As marchinhas de carnaval na era da Lava-Jato não poupou ninguém de sua ironia bem-humorada
Não
sobrou ninguém em pé. O Brasil da Lava-Jato emergiu nos blocos e nas escolas de
samba numa bem-humorada devassa política.
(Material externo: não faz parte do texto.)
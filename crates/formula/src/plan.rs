//! Command plan builder.
//!
//! Turns resource specs, resolved options and platform facts into a
//! [`CommandPlan`]. This is a pure function: the same inputs always give
//! the same plan, argument for argument, and nothing here touches the
//! filesystem or the environment.

use crate::error::{Error, Result};
use crate::options::{OptionSet, ResolvedOptions};
use crate::platform::PlatformFacts;
use crate::recipe::{ConfigureScript, ResourceSpec};
use crate::types::{BuildStep, CommandPlan, EnvOverlay, InstallLayout, ResourcePlan};

/// Build the plan for a primary resource and its sub-resources.
///
/// Sub-resources whose `enabled_by` option is off are left out. The
/// primary always comes first, enabled sub-resources follow in declaration
/// order.
///
/// # Errors
///
/// - `Error::MalformedDescriptor` for invalid descriptors or unknown placeholders
/// - `Error::ConflictingOptions` from option resolution
/// - `Error::MissingDependency` when an enabled option needs an absent host dependency
pub fn build(
    primary: &ResourceSpec,
    sub_resources: &[ResourceSpec],
    options: &OptionSet,
    facts: &PlatformFacts,
    layout: &InstallLayout,
) -> Result<CommandPlan> {
    primary.descriptor.validate()?;
    for spec in sub_resources {
        spec.descriptor.validate()?;
    }

    let resolved = options.resolve()?;
    check_host_dependencies(&resolved, facts)?;

    let mut plan = CommandPlan::default();
    plan.resources
        .push(resource_plan(primary, &resolved, facts, layout)?);

    for spec in sub_resources {
        let enabled = spec
            .enabled_by
            .as_deref()
            .is_none_or(|option| resolved.enabled(option));
        if enabled {
            plan.resources
                .push(resource_plan(spec, &resolved, facts, layout)?);
        } else {
            log::debug!("{}: disabled by options, not planned", spec.name());
        }
    }

    plan.check_order()?;
    log::info!(
        "planned {} resource(s), {} step(s)",
        plan.resources.len(),
        plan.total_steps()
    );
    Ok(plan)
}

fn check_host_dependencies(resolved: &ResolvedOptions, facts: &PlatformFacts) -> Result<()> {
    for spec in resolved.enabled_specs() {
        if let Some(dependency) = spec.requires
            && !facts.has(dependency)
        {
            return Err(Error::MissingDependency {
                option: spec.name.clone(),
                dependency: dependency.to_string(),
            });
        }
    }
    Ok(())
}

fn resource_plan(
    spec: &ResourceSpec,
    resolved: &ResolvedOptions,
    facts: &PlatformFacts,
    layout: &InstallLayout,
) -> Result<ResourcePlan> {
    let name = spec.name();
    let script = &spec.build;

    let env = if script.prepend_bin_to_path {
        EnvOverlay::new().prepend_path(layout.bin())
    } else {
        EnvOverlay::new()
    };

    let mut steps = Vec::new();
    if let Some(configure) = &script.configure {
        let args = configure_args(name, configure, resolved, facts, layout)?;
        steps.push(
            BuildStep::new(&script.working_dir, &configure.program)
                .args(args)
                .env(env.clone()),
        );
    }

    for template in &script.steps {
        let args = template
            .args
            .iter()
            .map(|a| expand(name, a, layout))
            .collect::<Result<Vec<_>>>()?;
        steps.push(
            BuildStep::new(&script.working_dir, expand(name, &template.program, layout)?)
                .args(args)
                .env(env.clone()),
        );
    }

    let patch = match (&spec.descriptor.inline_patch, &spec.patch_gate) {
        (Some(patch), Some(gate)) if gate.admits(facts) => Some(patch.clone()),
        (Some(_), Some(_)) => {
            log::debug!("{name}: patch gate not met on {}, skipping patch", facts.os);
            None
        }
        (Some(patch), None) => Some(patch.clone()),
        (None, _) => None,
    };

    Ok(ResourcePlan {
        resource: spec.descriptor.clone(),
        patch,
        depends_on: spec.depends_on.clone(),
        steps,
    })
}

/// Configure arguments in their fixed order.
fn configure_args(
    name: &str,
    configure: &ConfigureScript,
    resolved: &ResolvedOptions,
    facts: &PlatformFacts,
    layout: &InstallLayout,
) -> Result<Vec<String>> {
    let mut args = vec![
        format!("--prefix={}", layout.prefix.display()),
        format!("--mandir={}", layout.man().display()),
    ];

    for arg in &configure.args {
        args.push(expand(name, arg, layout)?);
    }

    if configure.option_flags {
        args.extend(resolved.configure_args());
    }

    if facts.prefer_64_bit
        && let Some(flag) = &configure.word_width_flag
    {
        args.push(flag.clone());
    }

    for rule in configure.rules.iter().filter(|r| r.matches(resolved)) {
        for arg in &rule.args {
            args.push(expand(name, arg, layout)?);
        }
    }

    Ok(args)
}

/// Substitute `{prefix}`, `{bin}`, `{lib}` and `{man}`.
///
/// Anything still looking like `{placeholder}` afterwards is an error, so
/// no step ever reaches the executor half-resolved.
fn expand(resource: &str, template: &str, layout: &InstallLayout) -> Result<String> {
    let expanded = template
        .replace("{prefix}", &layout.prefix.display().to_string())
        .replace("{bin}", &layout.bin().display().to_string())
        .replace("{lib}", &layout.lib().display().to_string())
        .replace("{man}", &layout.man().display().to_string());

    let mut rest = expanded.as_str();
    while let Some(start) = rest.find('{') {
        let Some(len) = rest[start..].find('}') else {
            break;
        };
        let inner = &rest[start + 1..start + len];
        if !inner.is_empty() && inner.chars().all(|c| c.is_ascii_alphanumeric() || c == '_') {
            return Err(Error::malformed(
                resource,
                format!("unknown placeholder {{{inner}}} in '{template}'"),
            ));
        }
        rest = &rest[start + 1..];
    }

    Ok(expanded)
}

#[cfg(test)]
mod tests {
    use super::*;
    use crate::platform::OsVersion;
    use crate::recipe::Recipe;
    use crate::tcl_tk;

    const PREFIX: &str = "/opt/kiln/tcl-tk/8.6.4";

    fn layout() -> InstallLayout {
        InstallLayout::new(PREFIX)
    }

    fn linux_32() -> PlatformFacts {
        PlatformFacts::new("linux", None, false)
    }

    fn el_capitan() -> PlatformFacts {
        PlatformFacts::new("macos", Some(OsVersion::new(10, 11)), true)
    }

    fn plan_with(recipe: &Recipe, flags: &[&str], facts: &PlatformFacts) -> Result<CommandPlan> {
        let mut options = recipe.option_set();
        options.apply(flags)?;
        recipe.plan(&options, facts, &layout())
    }

    fn configure_of<'a>(plan: &'a CommandPlan, resource: &str) -> &'a BuildStep {
        &plan.get(resource).unwrap().steps[0]
    }

    #[test]
    fn test_no_options_gives_only_mandatory_args() {
        let recipe = tcl_tk::recipe();
        let plan = plan_with(&recipe, &[], &linux_32()).unwrap();

        let configure = configure_of(&plan, "tcl");
        assert_eq!(configure.program, "./configure");
        assert_eq!(
            configure.args,
            vec![
                format!("--prefix={PREFIX}"),
                format!("--mandir={PREFIX}/share/man"),
            ]
        );
    }

    #[test]
    fn test_primary_steps() {
        let recipe = tcl_tk::recipe();
        let plan = plan_with(&recipe, &[], &el_capitan()).unwrap();
        let tcl = plan.primary().unwrap();

        assert_eq!(tcl.name(), "tcl");
        let lines: Vec<String> = tcl.steps.iter().map(BuildStep::command_line).collect();
        assert_eq!(
            lines,
            vec![
                format!("./configure --prefix={PREFIX} --mandir={PREFIX}/share/man --enable-64bit"),
                "make".to_string(),
                "make install".to_string(),
                "make install-private-headers".to_string(),
                format!("ln -sf tclsh8.6 {PREFIX}/bin/tclsh"),
            ]
        );
        assert!(tcl.steps.iter().all(|s| s.working_dir.ends_with("unix")));
    }

    #[test]
    fn test_threads_flag_reaches_primary_and_tk() {
        let recipe = tcl_tk::recipe();
        let plan = plan_with(&recipe, &["--with-threads"], &el_capitan()).unwrap();

        let tcl = configure_of(&plan, "tcl");
        assert!(tcl.args.contains(&"--enable-threads".to_string()));

        let tk = configure_of(&plan, "tk");
        assert!(tk.args.contains(&"--enable-threads".to_string()));

        let tcllib = configure_of(&plan, "tcllib");
        assert!(!tcllib.args.contains(&"--enable-threads".to_string()));
    }

    #[test]
    fn test_tk_configure_points_back_at_primary() {
        let recipe = tcl_tk::recipe();
        let plan = plan_with(&recipe, &["--with-threads"], &el_capitan()).unwrap();

        let tk = plan.get("tk").unwrap();
        assert_eq!(tk.depends_on.as_deref(), Some("tcl"));
        assert_eq!(
            tk.steps[0].args,
            vec![
                format!("--prefix={PREFIX}"),
                format!("--mandir={PREFIX}/share/man"),
                format!("--with-tcl={PREFIX}/lib"),
                "--enable-threads".to_string(),
                "--enable-64bit".to_string(),
                "--enable-aqua=yes".to_string(),
                "--without-x".to_string(),
            ]
        );
        assert_eq!(tk.steps[1].command_line(), format!("make TK_LIBRARY={PREFIX}/lib"));
        for step in &tk.steps {
            assert_eq!(
                step.env.path_prepend,
                vec![std::path::PathBuf::from(PREFIX).join("bin")]
            );
        }
    }

    #[test]
    fn test_x11_backend() {
        let recipe = tcl_tk::recipe();
        let facts = el_capitan().with_x11();
        let plan = plan_with(&recipe, &["--with-x11"], &facts).unwrap();

        let tk = configure_of(&plan, "tk");
        assert!(tk.args.contains(&"--with-x".to_string()));
        assert!(!tk.args.contains(&"--enable-aqua=yes".to_string()));
        assert!(!tk.args.contains(&"--without-x".to_string()));
    }

    #[test]
    fn test_x11_requires_host_dependency() {
        let recipe = tcl_tk::recipe();
        let err = plan_with(&recipe, &["--with-x11"], &el_capitan()).unwrap_err();
        assert!(matches!(err, Error::MissingDependency { ref option, .. } if option == "x11"));
    }

    #[test]
    fn test_both_backends_forced_on_conflict() {
        let recipe = tcl_tk::recipe();
        let facts = el_capitan().with_x11();
        let err = plan_with(&recipe, &["--with-x11", "--with-aqua"], &facts).unwrap_err();
        assert!(matches!(err, Error::ConflictingOptions { .. }));
    }

    #[test]
    fn test_sub_resources_follow_primary_in_declaration_order() {
        let recipe = tcl_tk::recipe();
        let plan = plan_with(&recipe, &[], &el_capitan()).unwrap();
        let names: Vec<&str> = plan.resources.iter().map(ResourcePlan::name).collect();
        assert_eq!(names, vec!["tcl", "tk", "tcllib"]);
        plan.check_order().unwrap();
    }

    #[test]
    fn test_disabled_sub_resources_are_left_out() {
        let recipe = tcl_tk::recipe();
        let plan = plan_with(&recipe, &["--without-tk"], &el_capitan()).unwrap();
        let names: Vec<&str> = plan.resources.iter().map(ResourcePlan::name).collect();
        assert_eq!(names, vec!["tcl", "tcllib"]);

        let plan = plan_with(&recipe, &["--without-tk", "--without-tcllib"], &el_capitan())
            .unwrap();
        assert_eq!(plan.resources.len(), 1);
    }

    #[test]
    fn test_tcllib_steps() {
        let recipe = tcl_tk::recipe();
        let plan = plan_with(&recipe, &[], &el_capitan()).unwrap();
        let tcllib = plan.get("tcllib").unwrap();
        let lines: Vec<String> = tcllib.steps.iter().map(BuildStep::command_line).collect();
        assert_eq!(
            lines,
            vec![
                format!("./configure --prefix={PREFIX} --mandir={PREFIX}/share/man"),
                "make install".to_string(),
            ]
        );
        assert_eq!(tcllib.steps[0].working_dir, std::path::PathBuf::from("."));
    }

    #[test]
    fn test_plan_is_deterministic() {
        let recipe = tcl_tk::recipe();
        let facts = el_capitan().with_x11();
        let flags = ["--with-threads", "--with-x11", "--without-tcllib"];

        let first = plan_with(&recipe, &flags, &facts).unwrap();
        for _ in 0..5 {
            assert_eq!(plan_with(&recipe, &flags, &facts).unwrap(), first);
        }
    }

    #[test]
    fn test_deprecated_alias_gives_same_plan() {
        let recipe = tcl_tk::recipe();
        let facts = el_capitan();

        let mut via_alias = recipe.option_set();
        let warnings = via_alias.apply(["--enable-threads"]).unwrap();
        assert_eq!(warnings.len(), 1);

        let mut via_canonical = recipe.option_set();
        assert!(via_canonical.apply(["--with-threads"]).unwrap().is_empty());

        assert_eq!(
            recipe.plan(&via_alias, &facts, &layout()).unwrap(),
            recipe.plan(&via_canonical, &facts, &layout()).unwrap()
        );
    }

    #[test]
    fn test_patch_only_on_old_macos() {
        let recipe = tcl_tk::recipe();

        let plan = plan_with(&recipe, &[], &el_capitan()).unwrap();
        assert!(plan.primary().unwrap().patch.is_none());

        let tiger = PlatformFacts::new("macos", Some(OsVersion::new(10, 4)), false);
        let plan = plan_with(&recipe, &[], &tiger).unwrap();
        assert_eq!(
            plan.primary().unwrap().patch.as_deref(),
            Some(tcl_tk::SQLITE_LEGACY_ATOMICS_PATCH)
        );
    }

    #[test]
    fn test_no_unexpanded_placeholders() {
        let recipe = tcl_tk::recipe();
        let plan = plan_with(&recipe, &["--with-threads"], &el_capitan()).unwrap();
        for resource in &plan.resources {
            for step in &resource.steps {
                for arg in std::iter::once(&step.program).chain(&step.args) {
                    assert!(!arg.contains('{'), "unexpanded: {arg}");
                }
            }
        }
    }

    #[test]
    fn test_expand_rejects_unknown_placeholder() {
        let err = expand("tk", "--with-foo={include}", &layout()).unwrap_err();
        assert!(err.to_string().contains("{include}"));

        // Braces that are not placeholders pass through.
        assert_eq!(expand("tk", "CFLAGS={ }", &layout()).unwrap(), "CFLAGS={ }");
    }

    #[test]
    fn test_malformed_descriptor_fails_before_planning() {
        let mut recipe = tcl_tk::recipe();
        recipe.primary.descriptor.url = String::new();
        let options = recipe.option_set();
        let err = build(
            &recipe.primary,
            &recipe.resources,
            &options,
            &el_capitan(),
            &layout(),
        )
        .unwrap_err();
        assert!(matches!(err, Error::MalformedDescriptor { .. }));
    }
}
O
compositor João Roberto Kelly expôs a fadiga com o Judiciário e seu augusto
tribunal em marcha nacional:
“Alô,
alô, Gilmar/ Eu tô em cana, vem me soltar/ Eu roubei, eu roubei, eu roubei/ Não
estou preso à toa/ Mas no mundo, não há quem escape/ De uma conversinha boa.”
No Rio, o
bloco Imprensa Que Eu Gamo algemou com romantismo:
“Quando a
gente se encontrar/ Nem Gilmar vai nos soltar.”
A mineira
Orquestra Royal evoluiu na mordacidade das planilhas com nomes e codinomes:
“Relaxa o
Garotinho/ E solta o Bicudo/ Abraça o Mineirinho/ Com Supremo com tudo/ Cuida
da Rosinha/ Adula o Angorá/ Libera o Barata/ E faz acordo com Jucá.”
Em
Campinas (SP), os Marcheiros vislumbraram uma feição peculiar no horizonte da
corrida presidencial:
“Na
aristocracia/ Desponta um nariz descomunal/ Com vontade de se enfiar/ No pleito
eleitoral.”
Boca
Nervosa emoldurava o sorriso na tela do YouTube, enquanto desconstruía outra
candidatura (embargada em juízo) em “O homem mais honesto do Brasil”:
“Com
tanta honestidade/ É a nossa Santidade/ No Vaticano tá rolando um zum-zum-zum/
Ele foi canonizado e será pontificado/ O Papa Luiz 51/ Ei, ei, ei, que beleza/
Ele é mais santo que a Madre Teresa/ Acredite quem quiser/ É mais honesto que
Chico Xavier.”
Prefeitos
e governadores ascenderam a um grupo especial. Em São Paulo, por exemplo,
ouvia-se:
“É buraco
na rua/ É o mato crescendo/ É um Deus nos acuda/ Quando está chovendo/ O farol
não funciona/ A enchente aparece/ Liga 156, e nada acontece/ Enquanto isso, o
prefeito gariiii…/ Fala de São Miguel/ E sonha com o (palácio do) Morumbi/ É
isso aí!”
Em Belo
Horizonte, João Batera e Dimas Lamounier retrataram a desilusão na periferia
com gerações de governantes:
“Há
tempos tô esperando, esperando o metrô/ Eu era criancinha e hoje sou avô/ Tem
mais de 30 anos e ainda não chegou/ Cadê a verba, desapareceu/ Será que tá em
Brasília, ou o gato comeu.”
A 500
quilômetros, na Costa Atlântica, o Simpatia é Quase Amor insuflava Ipanema:
“Ensaio
de escola? Ele mela!/ Roda de samba? Atropela!/ Macumba? Não tolera!/ Só gosta
de bloco Nutella!/ Ele não cuida? Nem zela!/ Casa de jongo? Cancela!/ Em nome
de Deus? Apela!/ Qual o nome do hômi?/ É (...)
Pelos
botequins, Luís Filipe Lima e Alfredo Del-Penho puxavam o coro:
“Eu
trabalho o ano inteiro/ E ainda acendo uma vela/ Só pra poder pagar/ O IPTU pro
Crivella.”
De São
Cristóvão à Sapucaí, milhares do Tuiuti suplicavam pelo fim da servidão,
decretada há 130 anos:
“Meu
Deus/ Meu Deus/ Se eu chorar não leve a mal/ Pela luz do candeeiro/ Liberte o
cativeiro social.”
Dominante,
a crítica política aberta, mordaz, atrevida e até herética sugere que no Brasil
da Lava-Jato floresce o desencanto, mas se renova a aposta num futuro diferente
daquilo que o futuro costuma ser na Quarta-Feira de Cinzas.